* Task to carry out
Using the entries below, copy out all lines where "impl" is found.

------ Supplied material

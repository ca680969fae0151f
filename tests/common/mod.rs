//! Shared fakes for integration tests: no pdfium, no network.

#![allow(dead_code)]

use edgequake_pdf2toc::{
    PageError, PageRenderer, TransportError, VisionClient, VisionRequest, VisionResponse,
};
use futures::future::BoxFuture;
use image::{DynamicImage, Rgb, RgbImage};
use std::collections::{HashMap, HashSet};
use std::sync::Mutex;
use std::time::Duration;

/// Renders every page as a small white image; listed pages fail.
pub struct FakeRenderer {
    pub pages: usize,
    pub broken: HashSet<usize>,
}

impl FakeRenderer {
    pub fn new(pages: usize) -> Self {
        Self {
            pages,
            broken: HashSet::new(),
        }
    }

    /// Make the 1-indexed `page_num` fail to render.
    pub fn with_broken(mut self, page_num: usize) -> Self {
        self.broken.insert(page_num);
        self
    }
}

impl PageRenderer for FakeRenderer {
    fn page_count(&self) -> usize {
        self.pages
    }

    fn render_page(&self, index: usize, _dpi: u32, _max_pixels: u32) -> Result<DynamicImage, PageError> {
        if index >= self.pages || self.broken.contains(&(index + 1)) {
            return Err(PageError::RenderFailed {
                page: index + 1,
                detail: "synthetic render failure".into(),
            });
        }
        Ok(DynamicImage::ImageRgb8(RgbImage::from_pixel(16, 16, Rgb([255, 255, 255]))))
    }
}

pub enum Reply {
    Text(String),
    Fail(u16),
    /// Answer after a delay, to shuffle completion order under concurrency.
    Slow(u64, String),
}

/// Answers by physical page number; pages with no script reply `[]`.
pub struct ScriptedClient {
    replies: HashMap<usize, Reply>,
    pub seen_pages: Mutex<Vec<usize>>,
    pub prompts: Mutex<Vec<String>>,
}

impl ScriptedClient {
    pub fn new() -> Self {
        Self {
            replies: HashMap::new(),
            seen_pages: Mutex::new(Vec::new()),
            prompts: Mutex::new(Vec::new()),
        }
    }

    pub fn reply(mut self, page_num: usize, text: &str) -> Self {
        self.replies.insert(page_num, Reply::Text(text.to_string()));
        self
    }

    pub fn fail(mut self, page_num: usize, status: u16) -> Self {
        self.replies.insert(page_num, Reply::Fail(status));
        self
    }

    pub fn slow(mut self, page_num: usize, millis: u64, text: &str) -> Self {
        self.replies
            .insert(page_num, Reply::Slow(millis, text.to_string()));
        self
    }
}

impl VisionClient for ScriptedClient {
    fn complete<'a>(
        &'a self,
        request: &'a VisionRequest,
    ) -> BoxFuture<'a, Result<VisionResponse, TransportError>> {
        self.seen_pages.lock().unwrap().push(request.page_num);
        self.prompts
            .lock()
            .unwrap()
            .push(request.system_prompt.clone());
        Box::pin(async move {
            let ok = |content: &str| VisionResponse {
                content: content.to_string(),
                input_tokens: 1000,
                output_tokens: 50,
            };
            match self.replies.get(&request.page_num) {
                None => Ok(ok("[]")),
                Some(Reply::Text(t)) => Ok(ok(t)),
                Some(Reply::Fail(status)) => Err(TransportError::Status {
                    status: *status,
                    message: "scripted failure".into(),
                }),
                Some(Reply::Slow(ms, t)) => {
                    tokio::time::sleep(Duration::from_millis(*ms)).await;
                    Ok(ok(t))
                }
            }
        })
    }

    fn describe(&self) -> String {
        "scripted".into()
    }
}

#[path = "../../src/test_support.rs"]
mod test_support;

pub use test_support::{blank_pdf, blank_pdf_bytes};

------------

* Solution for this problem
impl FakeRenderer {
impl PageRenderer for FakeRenderer {
impl ScriptedClient {
impl VisionClient for ScriptedClient {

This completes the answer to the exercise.